As the largest steel manufacturing city in Canada and home of the two Steel giants; Stelco and Dofasco where 60% of all the steel in Canada is produced. It is the steel and metals manufacturing Capital of Canada. In the last decade, Hamilton's heavy industry reached a stable level, Stelco has returned to profitability and on August 26, 2007, United States Steel Corporation acquired Stelco for $38.50 (Canadian) in cash per share, owning more than 76 percent of Stelco's outstanding shares. Dofasco in 1999 was the most profitable steel producer in North America and in 2000 it was the most profitable in Canada. It currently has approximately 7,300 employees at its Hamilton plant and produces over four million tons of steel annually, representing about 30% of Canada's flat rolled sheet steel shipments. Dofasco was purchased by Arcelor Mittal in January 2006, and in addition to being one of North America's most profitable steel companies, Dofasco has been named to the Dow Jones Sustainability World Index seven years in a row. Dofasco's wide range of steel products is sold to customers in the automotive, construction, energy, manufacturing, pipe and tube, appliance, packaging and steel distribution industries.

National Steel Car, North America's leader in freight and passenger train cars and equipment is based in Hamilton. They have been building rail transportation products since 1912. National Steel Car won a contract in January 2007 for 1,200 custom-made railcars for TransLoad America, a New Jersey–based waste transport firm.

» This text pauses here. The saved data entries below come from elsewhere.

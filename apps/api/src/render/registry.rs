//! Section Registry — per-section emptiness predicates and block rules, plus
//! resolution of the final section sequence.
//!
//! # Summary placement
//! Under `SummaryPlacement::Pinned` (the default) a non-empty summary that the
//! template lists is always emitted first, whatever its declared position. This
//! is the header convention both export formats have always followed. It is kept
//! as a named, switchable rule: `SummaryPlacement::Declared` renders the summary
//! exactly where the template puts it.

use std::str::FromStr;

use serde::{Deserialize, Serialize};

use crate::document::schema::{
    CertificationEntry, EducationEntry, ExperienceEntry, ProjectEntry, ResumeContent, SectionId,
    TemplateStructure,
};
use crate::render::blocks::{Block, SectionBlocks};

#[derive(Debug, Clone, Copy, Default, PartialEq, Eq, Serialize, Deserialize)]
#[serde(rename_all = "lowercase")]
pub enum SummaryPlacement {
    #[default]
    Pinned,
    Declared,
}

impl FromStr for SummaryPlacement {
    type Err = String;

    fn from_str(s: &str) -> Result<Self, Self::Err> {
        match s.trim().to_ascii_lowercase().as_str() {
            "pinned" => Ok(SummaryPlacement::Pinned),
            "declared" => Ok(SummaryPlacement::Declared),
            other => Err(format!(
                "unknown summary placement '{other}' (expected 'pinned' or 'declared')"
            )),
        }
    }
}

// ────────────────────────────────────────────────────────────────────────────
// Public API
// ────────────────────────────────────────────────────────────────────────────

pub fn heading_for(section: SectionId) -> &'static str {
    match section {
        SectionId::Summary => "Professional Summary",
        SectionId::Education => "Education",
        SectionId::Experience => "Experience",
        SectionId::Skills => "Skills",
        SectionId::Projects => "Projects",
        SectionId::Certifications => "Certifications",
        SectionId::Achievements => "Achievements",
    }
}

/// Whether `section` has anything to render. Absent and empty are the same.
pub fn is_present(section: SectionId, content: &ResumeContent) -> bool {
    match section {
        SectionId::Summary => !content.summary.trim().is_empty(),
        SectionId::Education => content.education.iter().any(|e| !e.is_blank()),
        SectionId::Experience => content.experience.iter().any(|e| !e.is_blank()),
        SectionId::Skills => !content.skills.is_empty(),
        SectionId::Projects => content.projects.iter().any(|p| !p.is_blank()),
        SectionId::Certifications => content.certifications.iter().any(|c| !c.is_blank()),
        SectionId::Achievements => content.achievements.iter().any(|a| !a.trim().is_empty()),
    }
}

/// Blocks for one section, heading first. Empty when the section is not present.
pub fn blocks_for(section: SectionId, content: &ResumeContent) -> Vec<Block> {
    if !is_present(section, content) {
        return Vec::new();
    }

    let mut blocks = vec![Block::Heading(heading_for(section).to_string())];
    match section {
        SectionId::Summary => blocks.push(Block::Paragraph(content.summary.trim().to_string())),
        SectionId::Education => {
            for entry in content.education.iter().filter(|e| !e.is_blank()) {
                education_blocks(entry, &mut blocks);
            }
        }
        SectionId::Experience => {
            for entry in content.experience.iter().filter(|e| !e.is_blank()) {
                experience_blocks(entry, &mut blocks);
            }
        }
        SectionId::Skills => {
            let skills = &content.skills;
            for (label, group) in [
                ("Technical", &skills.technical),
                ("Tools", &skills.tools),
                ("Languages", &skills.languages),
                ("Soft Skills", &skills.soft),
            ] {
                let items = non_blank(group);
                if !items.is_empty() {
                    blocks.push(Block::Paragraph(format!("{label}: {}", items.join(", "))));
                }
            }
        }
        SectionId::Projects => {
            for entry in content.projects.iter().filter(|p| !p.is_blank()) {
                project_blocks(entry, &mut blocks);
            }
        }
        SectionId::Certifications => {
            for entry in content.certifications.iter().filter(|c| !c.is_blank()) {
                blocks.push(Block::Paragraph(certification_line(entry)));
            }
        }
        SectionId::Achievements => {
            blocks.push(Block::BulletList(non_blank(&content.achievements)));
        }
    }
    blocks
}

/// Final section sequence: declared order, absent sections skipped, summary
/// override applied.
pub fn resolve_order(
    structure: &TemplateStructure,
    content: &ResumeContent,
    placement: SummaryPlacement,
) -> Vec<SectionId> {
    let mut order: Vec<SectionId> = Vec::with_capacity(structure.section_order.len());
    for &id in &structure.section_order {
        if !order.contains(&id) && is_present(id, content) {
            order.push(id);
        }
    }

    if placement == SummaryPlacement::Pinned {
        if let Some(pos) = order.iter().position(|id| *id == SectionId::Summary) {
            let summary = order.remove(pos);
            order.insert(0, summary);
        }
    }
    order
}

/// Full block stream for a document, grouped by section.
pub fn layout(
    content: &ResumeContent,
    structure: &TemplateStructure,
    placement: SummaryPlacement,
) -> Vec<SectionBlocks> {
    resolve_order(structure, content, placement)
        .into_iter()
        .map(|section| SectionBlocks {
            section,
            blocks: blocks_for(section, content),
        })
        .collect()
}

// ────────────────────────────────────────────────────────────────────────────
// Per-entry rules
// ────────────────────────────────────────────────────────────────────────────

/// Institution line, then `degree in field | dates | GPA`, then details.
fn education_blocks(entry: &EducationEntry, blocks: &mut Vec<Block>) {
    if !entry.institution.trim().is_empty() {
        blocks.push(Block::KeyValueLine(entry.institution.trim().to_string()));
    }

    let degree = match (entry.degree.trim(), entry.field.trim()) {
        ("", "") => String::new(),
        (degree, "") => degree.to_string(),
        ("", field) => field.to_string(),
        (degree, field) => format!("{degree} in {field}"),
    };
    let gpa = if entry.gpa.trim().is_empty() {
        String::new()
    } else {
        format!("GPA: {}", entry.gpa.trim())
    };
    let detail = join_non_empty(
        &[
            degree.as_str(),
            date_range(&entry.start_date, &entry.end_date).as_str(),
            gpa.as_str(),
        ],
        " | ",
    );
    if !detail.is_empty() {
        blocks.push(Block::Paragraph(detail));
    }

    if !entry.details.trim().is_empty() {
        blocks.push(Block::Paragraph(entry.details.trim().to_string()));
    }
}

/// Role/company line, location/date line, bullet list.
fn experience_blocks(entry: &ExperienceEntry, blocks: &mut Vec<Block>) {
    let header = join_non_empty(&[entry.role.as_str(), entry.company.as_str()], " — ");
    if !header.is_empty() {
        blocks.push(Block::KeyValueLine(header));
    }

    let meta = join_non_empty(
        &[
            entry.location.as_str(),
            date_range(&entry.start_date, &entry.end_date).as_str(),
        ],
        " | ",
    );
    if !meta.is_empty() {
        blocks.push(Block::Paragraph(meta));
    }

    let bullets = non_blank(&entry.bullets);
    if !bullets.is_empty() {
        blocks.push(Block::BulletList(bullets));
    }
}

/// Title, tech line, description, bullet list.
fn project_blocks(entry: &ProjectEntry, blocks: &mut Vec<Block>) {
    if !entry.title.trim().is_empty() {
        blocks.push(Block::KeyValueLine(entry.title.trim().to_string()));
    }

    let stack = non_blank(&entry.tech_stack);
    if !stack.is_empty() {
        blocks.push(Block::Paragraph(format!("Tech: {}", stack.join(", "))));
    }

    if !entry.description.trim().is_empty() {
        blocks.push(Block::Paragraph(entry.description.trim().to_string()));
    }

    let bullets = non_blank(&entry.bullets);
    if !bullets.is_empty() {
        blocks.push(Block::BulletList(bullets));
    }
}

/// `Name — Issuer (Date)`, omitting whatever is missing.
fn certification_line(entry: &CertificationEntry) -> String {
    let mut line = join_non_empty(&[entry.name.as_str(), entry.issuer.as_str()], " — ");
    let date = entry.date.trim();
    if !date.is_empty() {
        if line.is_empty() {
            line = date.to_string();
        } else {
            line.push_str(&format!(" ({date})"));
        }
    }
    line
}

fn date_range(start: &str, end: &str) -> String {
    join_non_empty(&[start, end], " - ")
}

fn join_non_empty(parts: &[&str], sep: &str) -> String {
    parts
        .iter()
        .map(|p| p.trim())
        .filter(|p| !p.is_empty())
        .collect::<Vec<_>>()
        .join(sep)
}

fn non_blank(items: &[String]) -> Vec<String> {
    items
        .iter()
        .map(|s| s.trim())
        .filter(|s| !s.is_empty())
        .map(String::from)
        .collect()
}
//! Tailored resume generation: a base resume plus a job description become an
//! immutable generated artifact, exportable as PDF or DOCX.

pub mod generator;
pub mod handlers;
pub mod store;
//! GitHub REST client for the three metadata calls the sync pipeline makes.

use std::collections::HashMap;
use std::time::Duration;

use async_trait::async_trait;
use base64::engine::general_purpose::STANDARD;
use base64::Engine;
use reqwest::{Client, StatusCode};
use serde::Deserialize;
use tracing::debug;

use super::{RepoMetadataSource, RepoSourceError, RepoSummary};

const USER_AGENT: &str = "vitae-api";
const ACCEPT: &str = "application/vnd.github+json";
const REPOS_PATH: &str = "/user/repos?type=owner&sort=updated&per_page=100";
pub const README_EXCERPT_CHARS: usize = 2000;

#[derive(Debug, Deserialize)]
struct ReadmeResponse {
    content: String,
    #[serde(default)]
    encoding: String,
}

#[derive(Clone)]
pub struct GitHubClient {
    http: Client,
    base_url: String,
}

impl GitHubClient {
    pub fn new(base_url: &str, timeout: Duration) -> Result<Self, RepoSourceError> {
        let http = Client::builder()
            .timeout(timeout)
            .user_agent(USER_AGENT)
            .build()?;
        Ok(Self {
            http,
            base_url: base_url.trim_end_matches('/').to_string(),
        })
    }

    async fn get(&self, credential: &str, path: &str) -> Result<reqwest::Response, RepoSourceError> {
        debug!("GitHub GET {path}");
        let response = self
            .http
            .get(format!("{}{}", self.base_url, path))
            .bearer_auth(credential)
            .header("Accept", ACCEPT)
            .send()
            .await?;
        Ok(response)
    }

    fn check(response: reqwest::Response, path: &str) -> Result<reqwest::Response, RepoSourceError> {
        if response.status().is_success() {
            Ok(response)
        } else {
            Err(RepoSourceError::Status {
                status: response.status().as_u16(),
                path: path.to_string(),
            })
        }
    }
}

#[async_trait]
impl RepoMetadataSource for GitHubClient {
    async fn list_owned_repos(&self, credential: &str) -> Result<Vec<RepoSummary>, RepoSourceError> {
        let response = Self::check(self.get(credential, REPOS_PATH).await?, REPOS_PATH)?;
        Ok(response.json().await?)
    }

    async fn fetch_readme_excerpt(
        &self,
        credential: &str,
        owner: &str,
        name: &str,
    ) -> Result<Option<String>, RepoSourceError> {
        let path = format!("/repos/{owner}/{name}/readme");
        let response = self.get(credential, &path).await?;
        if response.status() == StatusCode::NOT_FOUND {
            return Ok(None);
        }
        let readme: ReadmeResponse = Self::check(response, &path)?.json().await?;
        if !readme.encoding.is_empty() && readme.encoding != "base64" {
            return Err(RepoSourceError::Decode(format!(
                "unexpected readme encoding '{}'",
                readme.encoding
            )));
        }
        decode_readme(&readme.content).map_err(RepoSourceError::Decode)
    }

    async fn fetch_language_breakdown(
        &self,
        credential: &str,
        owner: &str,
        name: &str,
    ) -> Result<Vec<String>, RepoSourceError> {
        let path = format!("/repos/{owner}/{name}/languages");
        let response = Self::check(self.get(credential, &path).await?, &path)?;
        let bytes_by_language: HashMap<String, u64> = response.json().await?;
        Ok(rank_languages(bytes_by_language))
    }
}

/// Decodes GitHub's line-wrapped base64 readme payload and keeps the first
/// `README_EXCERPT_CHARS` characters. Blank readmes become `None`.
pub fn decode_readme(content: &str) -> Result<Option<String>, String> {
    let compact: String = content.chars().filter(|c| !c.is_whitespace()).collect();
    let bytes = STANDARD.decode(compact).map_err(|e| e.to_string())?;
    let text = String::from_utf8_lossy(&bytes);
    let excerpt: String = text.chars().take(README_EXCERPT_CHARS).collect();
    if excerpt.trim().is_empty() {
        Ok(None)
    } else {
        Ok(Some(excerpt))
    }
}

/// Language names by byte count, largest first; ties broken by name.
pub fn rank_languages(bytes_by_language: HashMap<String, u64>) -> Vec<String> {
    let mut languages: Vec<(String, u64)> = bytes_by_language.into_iter().collect();
    languages.sort_by(|a, b| b.1.cmp(&a.1).then_with(|| a.0.cmp(&b.0)));
    languages.into_iter().map(|(name, _)| name).collect()
}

Columbian Chemicals Ltd. on 755 Parkdale Avenue North, are manufacturers of carbon black - an agent used to reinforce and extend the life of products made with rubber, giving it durability and strength. This includes tires and hoses and plastics such as wire and cable coverings. Carbon black is also used in inks and coatings like copier and computer printer cartridges and paints. The Hamilton plant was built in 1961 and in 2007 employed 100 people.

==Landmarks==
Note: Listing of Landmarks from West to East.
- Hamilton Waterfront Trail
- Bayfront Park/ Pier 4 Park
- Hamilton Harbour Commissioners Building
- Eastwood Park/ Eastwood Arena
- Hamilton Port Authority, Administration Office
- Lakeport Brewing Company
- BUNGE Processing plant (Canada's largest canola processor)
- Liquid Air Ltd.
- Otis Elevator Buildings (2), site of Otis Elevator Company, (1902–1987) and Studebaker of Canada, (1948–1966) Currently used as a warehouse by Stelco and various other North End industries.
- Stelco (steel company)
- Dofasco (steel company)
- National Steel Car (builders of railway cars)
- Canada Pipe Company Ltd.
- Proscor (scrap & waste management)
- Columbian Chemicals Canada Ltd.
- Parkdale Warehouse & Distribution
- Lakeshore Sand Company
- Orlick Industries Ltd. (headquarters)
- Museum of Steam & Technology

==Communities==
Note: List of neighbourhoods from North to South.
- North End - Everything north of the Canadian National Railway tracks
- Parkview West

==Former Unique Road Status==
Two way two lane collector route from Bay Street to Wellington Street; a four lane arterial route from Wellington Street to McKinstry Street. A two lane one-way arterial street from Sherman Avenue to Ottawa Street. Prior to the renaming of the upper level of the road, From just west of Ottawa Street on to the QEW, the upper level of the road has been renamed to Nikola Tesla Boulevard, an expressway above Burlington Street (with speed limit of 60 km/h as you approach the Nikola Tesla Boulevard/QEW terminus) and the lower level an arterial road with a speed limit of 50 km/h.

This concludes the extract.